WORK REQUIRED: Copy the records below word for word. Stop after the line that contains "Loudest volume level".

TASK DATA:

..............................

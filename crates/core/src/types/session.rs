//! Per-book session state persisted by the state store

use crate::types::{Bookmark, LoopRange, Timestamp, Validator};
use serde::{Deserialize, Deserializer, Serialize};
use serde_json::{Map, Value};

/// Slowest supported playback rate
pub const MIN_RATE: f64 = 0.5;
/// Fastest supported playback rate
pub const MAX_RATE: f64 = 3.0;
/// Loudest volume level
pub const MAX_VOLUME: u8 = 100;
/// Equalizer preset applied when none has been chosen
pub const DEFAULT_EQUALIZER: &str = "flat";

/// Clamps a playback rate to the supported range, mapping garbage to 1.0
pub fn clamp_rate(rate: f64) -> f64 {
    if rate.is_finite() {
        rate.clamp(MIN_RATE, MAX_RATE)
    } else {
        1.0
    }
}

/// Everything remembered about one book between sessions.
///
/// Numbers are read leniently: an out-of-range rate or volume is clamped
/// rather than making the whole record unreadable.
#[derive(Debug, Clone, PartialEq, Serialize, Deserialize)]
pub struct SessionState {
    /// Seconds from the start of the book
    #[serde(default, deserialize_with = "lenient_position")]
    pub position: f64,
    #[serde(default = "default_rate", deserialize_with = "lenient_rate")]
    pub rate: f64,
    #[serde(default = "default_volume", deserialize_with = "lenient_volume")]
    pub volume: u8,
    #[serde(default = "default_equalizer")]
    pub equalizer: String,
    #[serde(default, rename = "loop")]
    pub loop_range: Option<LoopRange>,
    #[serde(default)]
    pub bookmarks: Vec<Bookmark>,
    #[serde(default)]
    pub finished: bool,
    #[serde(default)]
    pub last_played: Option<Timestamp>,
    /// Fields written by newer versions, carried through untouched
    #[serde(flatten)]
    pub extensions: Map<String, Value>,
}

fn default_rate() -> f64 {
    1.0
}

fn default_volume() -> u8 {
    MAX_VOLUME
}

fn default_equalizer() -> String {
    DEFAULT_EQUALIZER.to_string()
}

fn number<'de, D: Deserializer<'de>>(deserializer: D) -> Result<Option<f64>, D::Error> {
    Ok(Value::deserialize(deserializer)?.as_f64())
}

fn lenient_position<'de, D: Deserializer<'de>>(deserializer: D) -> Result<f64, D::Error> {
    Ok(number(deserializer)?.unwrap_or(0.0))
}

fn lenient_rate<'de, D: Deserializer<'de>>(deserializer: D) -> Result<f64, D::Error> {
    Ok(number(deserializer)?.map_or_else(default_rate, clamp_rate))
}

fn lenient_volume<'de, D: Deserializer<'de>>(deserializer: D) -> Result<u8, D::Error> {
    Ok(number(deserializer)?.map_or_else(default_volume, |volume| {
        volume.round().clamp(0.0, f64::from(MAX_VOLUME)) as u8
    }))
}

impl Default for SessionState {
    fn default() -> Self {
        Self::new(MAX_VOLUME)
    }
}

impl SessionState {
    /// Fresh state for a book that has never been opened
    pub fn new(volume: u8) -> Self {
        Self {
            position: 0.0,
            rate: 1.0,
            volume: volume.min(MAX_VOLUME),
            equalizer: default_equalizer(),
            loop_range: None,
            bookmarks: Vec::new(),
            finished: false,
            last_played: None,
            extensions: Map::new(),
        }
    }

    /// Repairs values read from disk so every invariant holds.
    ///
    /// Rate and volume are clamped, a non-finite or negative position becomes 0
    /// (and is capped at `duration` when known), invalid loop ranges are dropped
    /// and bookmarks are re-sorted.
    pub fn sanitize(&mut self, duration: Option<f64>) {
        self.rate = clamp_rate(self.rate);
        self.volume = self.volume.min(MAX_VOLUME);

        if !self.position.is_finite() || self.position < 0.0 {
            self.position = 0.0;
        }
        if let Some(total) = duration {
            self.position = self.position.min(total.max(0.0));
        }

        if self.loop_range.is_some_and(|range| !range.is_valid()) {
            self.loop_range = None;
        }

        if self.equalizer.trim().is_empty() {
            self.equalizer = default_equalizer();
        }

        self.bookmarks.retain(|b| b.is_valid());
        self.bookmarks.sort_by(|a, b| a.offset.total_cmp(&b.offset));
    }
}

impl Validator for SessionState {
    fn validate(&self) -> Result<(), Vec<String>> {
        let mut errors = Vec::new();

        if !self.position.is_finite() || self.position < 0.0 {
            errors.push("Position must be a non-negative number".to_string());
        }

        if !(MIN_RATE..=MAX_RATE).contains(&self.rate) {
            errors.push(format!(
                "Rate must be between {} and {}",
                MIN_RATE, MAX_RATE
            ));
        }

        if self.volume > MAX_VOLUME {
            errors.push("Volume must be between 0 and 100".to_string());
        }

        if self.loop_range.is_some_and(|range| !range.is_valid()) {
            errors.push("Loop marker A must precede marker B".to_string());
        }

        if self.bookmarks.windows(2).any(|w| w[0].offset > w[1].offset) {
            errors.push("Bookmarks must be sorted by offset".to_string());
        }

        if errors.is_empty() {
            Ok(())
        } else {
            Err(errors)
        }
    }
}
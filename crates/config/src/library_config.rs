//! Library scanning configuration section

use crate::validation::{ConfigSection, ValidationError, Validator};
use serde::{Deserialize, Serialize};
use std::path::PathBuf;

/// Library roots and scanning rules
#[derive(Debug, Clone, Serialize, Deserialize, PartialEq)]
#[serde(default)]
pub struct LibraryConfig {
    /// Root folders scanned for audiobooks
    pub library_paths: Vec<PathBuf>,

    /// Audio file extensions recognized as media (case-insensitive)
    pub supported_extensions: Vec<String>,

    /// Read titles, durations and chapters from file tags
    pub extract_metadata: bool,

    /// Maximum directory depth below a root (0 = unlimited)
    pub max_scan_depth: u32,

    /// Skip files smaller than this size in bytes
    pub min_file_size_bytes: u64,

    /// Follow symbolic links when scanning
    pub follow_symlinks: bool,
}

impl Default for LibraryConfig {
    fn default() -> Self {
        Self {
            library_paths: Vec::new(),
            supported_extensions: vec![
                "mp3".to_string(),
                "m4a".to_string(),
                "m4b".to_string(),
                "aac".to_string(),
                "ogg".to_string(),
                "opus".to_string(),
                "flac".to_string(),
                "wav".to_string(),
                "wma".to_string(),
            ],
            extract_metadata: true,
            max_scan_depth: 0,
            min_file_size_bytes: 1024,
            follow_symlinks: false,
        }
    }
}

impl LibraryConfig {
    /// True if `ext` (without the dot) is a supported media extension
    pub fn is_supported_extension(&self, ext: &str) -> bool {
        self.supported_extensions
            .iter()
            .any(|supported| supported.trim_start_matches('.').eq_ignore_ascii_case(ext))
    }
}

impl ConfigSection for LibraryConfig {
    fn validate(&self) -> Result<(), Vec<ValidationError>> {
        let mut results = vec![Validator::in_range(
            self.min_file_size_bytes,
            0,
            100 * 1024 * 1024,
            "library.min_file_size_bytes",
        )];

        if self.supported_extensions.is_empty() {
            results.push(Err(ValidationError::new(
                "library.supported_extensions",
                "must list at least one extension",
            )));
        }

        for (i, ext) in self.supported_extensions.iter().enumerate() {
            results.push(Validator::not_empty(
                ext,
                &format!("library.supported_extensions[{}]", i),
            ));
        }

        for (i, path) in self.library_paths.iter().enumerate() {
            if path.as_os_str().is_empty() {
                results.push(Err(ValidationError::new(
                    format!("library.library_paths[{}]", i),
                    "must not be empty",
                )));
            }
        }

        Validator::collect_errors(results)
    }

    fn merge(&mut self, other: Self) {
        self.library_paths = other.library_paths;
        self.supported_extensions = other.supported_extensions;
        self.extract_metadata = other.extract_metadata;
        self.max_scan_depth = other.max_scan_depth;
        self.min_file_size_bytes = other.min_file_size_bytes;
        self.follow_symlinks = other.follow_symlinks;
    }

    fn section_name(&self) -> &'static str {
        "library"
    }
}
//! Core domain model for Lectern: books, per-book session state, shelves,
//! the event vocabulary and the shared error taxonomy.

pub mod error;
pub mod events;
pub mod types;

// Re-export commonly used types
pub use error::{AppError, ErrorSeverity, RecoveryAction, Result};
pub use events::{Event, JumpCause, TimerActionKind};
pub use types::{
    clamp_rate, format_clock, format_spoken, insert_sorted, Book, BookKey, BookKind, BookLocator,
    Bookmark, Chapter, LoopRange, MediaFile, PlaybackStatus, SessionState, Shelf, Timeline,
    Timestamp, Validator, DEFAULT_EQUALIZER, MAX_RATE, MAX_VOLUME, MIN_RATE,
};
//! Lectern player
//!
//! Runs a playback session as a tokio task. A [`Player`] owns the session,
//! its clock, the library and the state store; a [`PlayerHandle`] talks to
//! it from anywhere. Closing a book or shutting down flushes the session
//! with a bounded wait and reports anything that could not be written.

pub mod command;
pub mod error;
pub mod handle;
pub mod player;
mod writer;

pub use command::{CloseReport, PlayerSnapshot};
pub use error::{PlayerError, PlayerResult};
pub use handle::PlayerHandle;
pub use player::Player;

..............................

YOUR RESPONSE:
filename crates/core/src/types/session.rs
//! Per-book session state persisted by the state store

use crate::types::{Bookmark, LoopRange, Timestamp, Validator};
use serde::{Deserialize, Deserializer, Serialize};
use serde_json::{Map, Value};

/// Slowest supported playback rate
pub const MIN_RATE: f64 = 0.5;
/// Fastest supported playback rate
pub const MAX_RATE: f64 = 3.0;
/// Loudest volume level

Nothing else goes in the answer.